December, good friends, Christmas, and New Year’s Eve
Many who don’t know SoCal or Los Angeles badmouth LA all the time. They do this without knowing the City of the Angels or Southern California. They do this without knowing what they are talking about. LA has smog, but it is much improved; read less than before (Denver has smog, Phoenix has smog—major cities have smog, and it depends where you are in that city in location to the sea how much is present). Definitely LA has traffic. It has worsened over the years, and it will get worse. Too many people want to live in LA (even though there is an exodus the population continues to grow).
Seventy or eighty degree weather with sunshine and no smog in December.
That about says it all (if you forget the traffic).
Many people talk up the thrill of a white Christmas. Not LK. Back in 1997 a company in Boulder, Co., flew me in for three days to interview. They paid all expenses, including a rental car, and extended my time to over the weekend so I could look at property.
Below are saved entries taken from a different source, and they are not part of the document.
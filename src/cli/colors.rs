//! Per-color gallery command.
//!
//! One sheet per (group, color), each on the color's background, with a
//! banner naming the group. Multicolor cards land in the color their
//! attribution assigned them; enchanted multicolors show in every one of
//! their colors when the policy says so.

use super::{build_context, metrics, report_selection, save_sheet, CommonArgs, EXIT_ERROR, EXIT_SUCCESS};
use crate::compose::{render_sheet, BadgeMode, RenderOptions};
use crate::gallery::{select, Target};
use image::Rgba;
use std::process::ExitCode;

pub fn run_colors(common: &CommonArgs) -> ExitCode {
    let ctx = match build_context(common) {
        Ok(c) => c,
        Err(code) => return code,
    };
    let m = metrics(&ctx.config);
    let mut failed = false;

    for lang in &ctx.config.project.languages {
        let scan_root = ctx.scan_root(lang);

        for group in &ctx.groups {
            for color in &ctx.config.colors {
                let target = Target::Color(color.name.to_ascii_lowercase());
                let selection = match select(
                    &scan_root,
                    std::slice::from_ref(group),
                    &target,
                    &ctx.collection,
                    &ctx.assignments,
                    &ctx.policy,
                ) {
                    Ok(s) => s,
                    Err(e) => {
                        eprintln!("Error: {}", e);
                        return ExitCode::from(EXIT_ERROR);
                    }
                };
                report_selection(&selection, ctx.verbose);
                if selection.is_empty() {
                    if ctx.verbose {
                        println!("No cards for {} {} in {}, skipping", group.code, color.name, lang);
                    }
                    continue;
                }

                let opts = RenderOptions {
                    per_row: ctx.config.render.per_row,
                    metrics: m,
                    header_height: ctx.config.render.header_height,
                    corner_radius: ctx.config.render.corner_radius,
                    background: Rgba([color.rgb[0], color.rgb[1], color.rgb[2], 255]),
                    header_text: Rgba([255, 255, 255, 255]),
                    mark_completed: ctx.config.policy.mark_completed,
                    // A single group rendered in isolation gets its banner
                    show_headers: true,
                    badges: BadgeMode::OwnedCounts,
                };
                let (sheet, warnings) = render_sheet(&selection.groups, &opts, ctx.font.as_ref());
                for warning in &warnings {
                    eprintln!("Warning: {}", warning.message);
                }

                let missing_shown = selection
                    .groups
                    .iter()
                    .flat_map(|g| g.items.iter())
                    .filter(|i| i.total() == 0)
                    .count();

                let name = format!("{}_{}", group.code, color.name);
                if !save_sheet(&sheet, &ctx.config.project.out, "all_by_color", lang, &name) {
                    failed = true;
                }
                if missing_shown > 0 {
                    println!("Missing cards shown in {}: {}", name, missing_shown);
                }
            }
        }

        // Reconciliation summary: assets whose keys matched no record
        match select(
            &scan_root,
            &ctx.groups,
            &Target::All,
            &ctx.collection,
            &ctx.assignments,
            &ctx.policy,
        ) {
            Ok(all) if all.unmatched > 0 => {
                println!("Unmatched assets in '{}': {}", lang, all.unmatched);
            }
            Ok(_) => {}
            Err(e) => eprintln!("Warning: {}", e),
        }
    }

    if failed {
        ExitCode::from(EXIT_ERROR)
    } else {
        ExitCode::from(EXIT_SUCCESS)
    }
}
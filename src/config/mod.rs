//! Configuration for `folio.toml`: schema, discovery and loading.

pub mod loader;
pub mod schema;

pub use loader::{find_config, find_config_from, load_config, merge_cli_overrides, CliOverrides, ConfigError};
pub use schema::{ColorConfig, FolioConfig, GroupConfig, PolicyConfig, ProjectConfig, RenderConfig};
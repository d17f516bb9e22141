//! Collection coverage summary, no rendering.

use super::{build_context, CommonArgs, EXIT_SUCCESS};
use crate::gallery::{select, Target};
use crate::models::PLAYSET;
use std::process::ExitCode;

pub fn run_summary(common: &CommonArgs) -> ExitCode {
    let ctx = match build_context(common) {
        Ok(c) => c,
        Err(code) => return code,
    };

    println!("Collection: {} cards", ctx.collection.len());
    println!("Multicolor assignments: {}", ctx.assignments.len());
    println!();

    let mut copies_needed: u64 = 0;
    for group in &ctx.groups {
        let Some(records) = ctx.collection.group(&group.code) else {
            continue;
        };
        let total = records.len();
        let owned = records.values().filter(|r| r.total() > 0).count();
        let complete = records.values().filter(|r| r.total() >= PLAYSET).count();
        let needed: u64 = records.values().map(|r| u64::from(r.missing_for_playset())).sum();
        copies_needed += needed;

        println!(
            "{:<4} {:<28} {:>4} cards  {:>4} owned  {:>4} playsets complete",
            group.code, group.name, total, owned, complete
        );
    }
    println!();
    println!("Copies needed for full playset completion: {}", copies_needed);

    for lang in &ctx.config.project.languages {
        let scan_root = ctx.scan_root(lang);
        match select(
            &scan_root,
            &ctx.groups,
            &Target::All,
            &ctx.collection,
            &ctx.assignments,
            &ctx.policy,
        ) {
            Ok(selection) => {
                println!(
                    "{}: {} assets reconciled, {} unmatched",
                    lang,
                    selection.total_items(),
                    selection.unmatched
                );
                if ctx.verbose {
                    for warning in &selection.warnings {
                        eprintln!("Warning: {}", warning.message);
                    }
                }
            }
            Err(e) => eprintln!("Warning: {}", e),
        }
    }

    ExitCode::from(EXIT_SUCCESS)
}
//! Groups partition the card namespace: numbered chapters and special sets.

use serde::{Deserialize, Serialize};

/// How a group formats its card identifiers.
///
/// Numbered groups ("001", "002", ...) carry numeric card ids that are
/// zero-padded into canonical keys. Special groups (promo sets, event sets)
/// use their raw identifiers as-is.
#[derive(Debug, Clone, Copy, PartialEq, Eq, Serialize, Deserialize)]
#[serde(rename_all = "lowercase")]
pub enum GroupKind {
    Numbered,
    Special,
}

/// A release chapter or special set.
#[derive(Debug, Clone, PartialEq, Eq)]
pub struct Group {
    /// Short code used in inventory rows and asset directory names ("003", "P1")
    pub code: String,
    /// Human-readable name used in gallery headers
    pub name: String,
    pub kind: GroupKind,
}

impl Group {
    pub fn new(code: impl Into<String>, name: impl Into<String>, kind: GroupKind) -> Self {
        Self { code: code.into(), name: name.into(), kind }
    }

    /// Infer the kind for a group code that is not configured.
    ///
    /// All-digit codes are chapters; anything else is a special set.
    pub fn infer_kind(code: &str) -> GroupKind {
        if !code.is_empty() && code.chars().all(|c| c.is_ascii_digit()) {
            GroupKind::Numbered
        } else {
            GroupKind::Special
        }
    }
}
To save them money I stayed at a friend’s house in Longmont. He was the leading engineer at the company. One night after dinner he took me outside to experience the temperature (my cold weather gear is a sport coat and scarf). He wore a t-shirt; I was shivering. “See,” he said, “not bad.” He had a thermometer outside; it was 18 degrees. After flying home the vice president said he was working on getting me a raise over my LA salary and would pay for the move. Before the deal was finalized he left the company for a position in California. The money offer was reduced and the company would not pay for the relocation. “Thank you, but no thank you,” I said politely. Although the Rockies had snow (the roads had been plowed), there was little on the ground in Longmont. In the coming years I would be snowed in during three separate trips to Colorado.
Pailin meets Vee
Vee Morra, my friend since our college days, visited SoCal from Massachusetts in early December 2013. As she was staying with her long-time friend Saul Saladow, who spent four years with me in the Theater Department at CSUN (and who went on to have a good career as a film editor), I invited them over for dinner. Pailin and Vee hit it off immediately. This made me feel good. The four of us enjoyed a good day and evening hanging out and chatting. This was an evening that I didn’t want to end. Vee and Pailin have continued their friendship on social media.
Vee Morra (left with Pailin), became my friend at the end of the 1960s, when she and her husband, Doug Matheson, and I connected. Doug, an actor, also obtained his B.A. from theTheatre Department (now California State University, Northridge). Times change and Vee and Doug divorced, but eventually moved to Massachusetts to be near their son. I’m proud to say that they remained friends, and toward the end of his life she took care of him. Vee is open, inquisitive, and a true and loyal friend. She and Pailin quickly became friends on 12dec2013, something I was thrilled to see. They are sitting in the living room at Tujunga House. (photo © Pailin Subanna-Kraft, Veronica Morra, and Louis Kraft, 2013)
Pailin and my work on the house continued, but due to me falling behind on my writing the progress slowed. It had to or I wouldn’t be going to bed 24-7, but one of the places where it continued in a big way was in our bedroom. I’m proud to say that Pailin did a major redesign of it. It is our room, and it is her room. Although it still houses some of my important book/article material (including my work, Errol Flynn material, and Indian wars material not Wynkoop or Cheyenne Indians related), her influence dominates the room.
On Christmas Pailin shared gifts and our love. We spent the day together quietly (and I was one with the birth of Jesus). We ate Thai food that Pailin cooked on this day (the reason follows). A good day for both of us enjoying our environment.
The next day we again celebrated Christmas, but with two good friends, Pete and Nina Senoff, who came over that evening. I cooked turkey and dressing with Anaheim chile and Pailin and Nina cooked Thai food. All three of us attempted to keep the spices as mellow as possible. Pete, whose stomach can’t handle food with even a hint of fire in it, avoided everything spicy.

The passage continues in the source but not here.